Häuser, in denen mehr oder minder berühmte Persönlichkeiten wohnten, wirkten oder geboren wurden, gibt es in Deutschland natürlich in großer Zahl, selbst in Wurzen ist es nicht nur eines. Das Ringelnatz-Geburtshaus gibt es jedoch nur einmal. Das Gebäude, dessen Geschichte bis 1511 zurückreicht, ist das letzte erhaltene Barockgebäude der Stadt. Hier wurde am 7. August 1883 der Maler, Schriftsteller und Kabarettist Joachim Ringelnatz als Hans Gustav Bötticher um „11 ¾ Uhr“ in einem Zimmer über dem Flur geboren, wie der Geburtsschein der Hebamme belegt. Die Gedenktafel am Geburtshaus erinnert an den sehr früh verstorbenen Künstler und wurde bereits 1945 im Beisein seiner Schwester Ottilie angebracht.
Von 1983 bis 1998 befand sich hier die einzige Ausstellung Deutschlands, die anhand wertvoller Unikate Einblick in Leben und Werk des Dichters, Kabarettisten und Malers sowie seines Vaters, Georg Bötticher, des Musterzeichners, vermittelte. Heute ist diese im Kulturhistorischen Museum in der Domgasse zu besichtigen. Der Joachim-Ringelnatz-Verein e.V. übernahm im Jahr 2016 per Betreibervertrag Öffnung und Betrieb des Hauses, in dem bereits im unsanierten Zustand regelmäßige Ausstellungen, Veranstaltungen und Führungen stattfanden. Die Wiedereröffnung nach umfangreicher Sanierung erfolgte feierlich im April 2023 und das Haus steht seitdem wieder für Ringelnatz-Freunde aus dem gesamten deutschsprachigen Raum offen.

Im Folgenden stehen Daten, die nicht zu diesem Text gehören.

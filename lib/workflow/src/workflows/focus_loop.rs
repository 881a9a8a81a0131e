//! One focus block: notify, wait out the block, collect feedback.

use super::{notify, put_document, unexpected_step};
use crate::definition::{WorkflowDefinition, decode_input};
use crate::kind::WorkflowKind;
use crate::step::{Step, StepHistory};
use chrono::Duration;
use serde::{Deserialize, Serialize};
use serde_json::{Value as JsonValue, json};

/// Collection holding per-block feedback, keyed `<user>:<date>:<block>`.
pub const FEEDBACK_COLLECTION: &str = "block_feedback";

/// Signal carrying the user's feedback after a block.
pub const SUBMIT_FEEDBACK: &str = "submit_feedback";

/// How long to wait for feedback after the end notification.
pub const FEEDBACK_TIMEOUT_MINUTES: i64 = 10;

/// The block a focus loop runs.
#[derive(Debug, Clone, PartialEq, Eq, Serialize, Deserialize)]
pub struct FocusBlockInfo {
    pub block_id: String,
    pub user_id: String,
    pub date: String,
    pub title: String,
    #[serde(default)]
    pub description: String,
    pub duration_minutes: u32,
}

/// Input of a focus loop.
#[derive(Debug, Clone, PartialEq, Eq, Serialize, Deserialize)]
pub struct FocusLoopInput {
    pub block: FocusBlockInfo,
}

/// Focus loop workflow.
#[derive(Debug, Clone, Copy, Default)]
pub struct FocusLoop;

impl WorkflowDefinition for FocusLoop {
    fn kind(&self) -> &str {
        WorkflowKind::FocusLoop.as_str()
    }

    fn next_step(&self, input: &JsonValue, history: &StepHistory) -> Step {
        let FocusLoopInput { block } = match decode_input(input) {
            Ok(input) => input,
            Err(step) => return step,
        };
        if block.duration_minutes == 0 {
            return Step::fail("focus block duration must be positive");
        }

        // Failed notifications are tolerated; only the feedback write is fatal.
        match history.len() {
            0 => notify(
                &block.user_id,
                format!(
                    "Focus block '{}' starts now ({} minutes).",
                    block.title, block.duration_minutes
                ),
            ),
            1 => Step::Timer {
                duration: Duration::minutes(i64::from(block.duration_minutes)),
            },
            2 => notify(
                &block.user_id,
                format!("Focus block '{}' is over. How did it go?", block.title),
            ),
            3 => Step::wait_for_signal(
                SUBMIT_FEEDBACK,
                Duration::minutes(FEEDBACK_TIMEOUT_MINUTES),
            ),
            4 => {
                let feedback = history.signal_payload(3).cloned().unwrap_or(JsonValue::Null);
                put_document(
                    FEEDBACK_COLLECTION,
                    format!("{}:{}:{}", block.user_id, block.date, block.block_id),
                    json!({
                        "type": "block_feedback",
                        "block_id": block.block_id,
                        "user_id": block.user_id,
                        "date": block.date,
                        "title": block.title,
                        "duration_minutes": block.duration_minutes,
                        "feedback": feedback,
                    }),
                )
            }
            5 => {
                if let Some(failure) = history.failure(4) {
                    return Step::fail(format!("storing block feedback failed: {failure}"));
                }
                let feedback = history.signal_payload(3).cloned();
                let message = if feedback.is_some() {
                    format!("Focus block '{}' completed with feedback", block.title)
                } else {
                    format!("Focus block '{}' completed without feedback", block.title)
                };
                Step::complete(&json!({
                    "success": true,
                    "block_id": block.block_id,
                    "feedback": feedback,
                    "message": message,
                }))
            }
            n => unexpected_step(self.kind(), n),
        }
    }
}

Das angestrebte Ziel ist die schrittweise, langfristige Entwicklung des Ringelnatz-Geburtshauses zu einer literarischen Gedenk-, Begegnungs- und Forschungsstätte für ein bedeutendes deutsches literarisches Erbe und einen großen sächsischen Künstler. Die Angebote im Ringelnatz-Geburtshaus sollen einem breiten Publikum Lust auf eine Begegnung mit dem Ringelnatz’schen Erbe machen. Im Lese-Café finden Vorträge, Konzerte oder Lesungen stattfinden. Im für bis zu 70 Gäste ausgelegten Saal gibt es Puppentheater, Kabarett, Ausstellungen oder Konzerte. Für Kitas und Schulen gibt es gestaltete Führungen, im Projektraum ist Platz für Kreativkurse, Kunstprojekte oder museumspädagogische Angebote. In Kooperation mit Kunsthochschulen sollen überdies Ausstellungen und Kunstwettbewerbe organisiert werden.